[POV Era]
The campus of the State University stretched out before us like a shroud of concrete and fragmented memories. Tree roots, long deprived of care, had begun to lift the asphalt of the pedestrian paths, and the silence was broken only by the crunch of dry leaves and the distant hum of the purple sky. We were walking toward the Science Building, the pce where Chelsea said she had left the others, but a sharp doubt began to gnaw at my central processor.

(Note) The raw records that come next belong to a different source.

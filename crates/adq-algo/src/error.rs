//! Error types for filling and solving.
//!
//! [`FillError`] covers definition and evaluation failures raised while a
//! problem is built; they abort the build and are never retried.
//! [`SolveError`] is what the orchestrator returns: a solve that finds no
//! solution is *not* an error (see [`SolveOutcome`](crate::SolveOutcome)),
//! only fatal conditions are.

use std::path::PathBuf;

use adq_core::{AdqError, EvalError};
use adq_solver_common::{LinearProblemError, SolverError};
use thiserror::Error;

/// Errors raised by fillers and the builder.
#[derive(Debug, Clone, PartialEq, Error)]
pub enum FillError {
    /// Malformed component or model definition.
    #[error("Invalid definition of component '{component}': {message}")]
    Definition { component: String, message: String },

    /// Expression evaluation failed for a component.
    #[error("Evaluation failed in model '{model}' of component '{component}': {source}")]
    Evaluation {
        model: String,
        component: String,
        #[source]
        source: EvalError,
    },

    /// A constraint, bound or objective is not linear in the decision variables.
    #[error("Non linear expression for '{field}' in model '{model}' of component '{component}'")]
    NonLinear {
        model: String,
        component: String,
        field: String,
    },

    /// A constraint or objective references a variable absent from the sink.
    #[error("Component '{component}' references unknown variable '{variable}'")]
    UnknownVariable { component: String, variable: String },

    /// Flat-array problem whose arrays disagree with each other.
    #[error("Malformed legacy problem: {0}")]
    MalformedLegacyProblem(String),

    /// Rejected by the linear problem sink (duplicate name, invalid handle).
    #[error(transparent)]
    Problem(#[from] LinearProblemError),
}

pub type FillResult<T> = Result<T, FillError>;

impl From<FillError> for AdqError {
    fn from(err: FillError) -> Self {
        match err {
            FillError::Evaluation { .. } | FillError::NonLinear { .. } => {
                AdqError::Evaluation(err.to_string())
            }
            FillError::MalformedLegacyProblem(_) => AdqError::Validation(err.to_string()),
            _ => AdqError::Definition(err.to_string()),
        }
    }
}

/// Fatal errors of the solve orchestrator.
#[derive(Debug, Error)]
pub enum SolveError {
    /// The backend failed internally; retrying cannot help.
    #[error("Internal solver error: {0}")]
    Internal(#[source] SolverError),

    /// The backend cannot be used for this problem (unknown name, I/O,
    /// integer columns on a continuous solver).
    #[error("Solver rejected the request: {0}")]
    Solver(#[source] SolverError),

    #[error("Problem build failed: {0}")]
    Build(#[from] FillError),

    #[error("Failed to export '{}': {source}", path.display())]
    Export {
        path: PathBuf,
        #[source]
        source: std::io::Error,
    },

    #[error("Invalid optimization number {0}: expected 1 or 2")]
    InvalidOptimizationNumber(u32),
}

impl SolveError {
    /// Sorts a backend error into fatal-internal or rejected.
    pub fn from_solver(err: SolverError) -> Self {
        if err.is_internal() {
            SolveError::Internal(err)
        } else {
            SolveError::Solver(err)
        }
    }
}

impl From<SolveError> for AdqError {
    fn from(err: SolveError) -> Self {
        match err {
            SolveError::Build(fill) => fill.into(),
            SolveError::Export { source, .. } => AdqError::Io(source),
            SolveError::InvalidOptimizationNumber(_) => AdqError::Config(err.to_string()),
            _ => AdqError::Solver(err.to_string()),
        }
    }
}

"Chelsea," I said, stopping for a moment in front of a decapitated statue that had once represented a distinguished chancellor. "There’s something I haven’t been able to fully process. My sense of days is blurred. It feels as if I woke up yesterday, but the city… the city looks like it’s been dead for an eternity. How much time has really passed since the sky turned bck?"
Chelsea stopped beside me, adjusting the straps of her backpack with hands that trembled slightly. Her eyes darkened as she looked toward the shattered windows of the library, where we had once spent hours studying.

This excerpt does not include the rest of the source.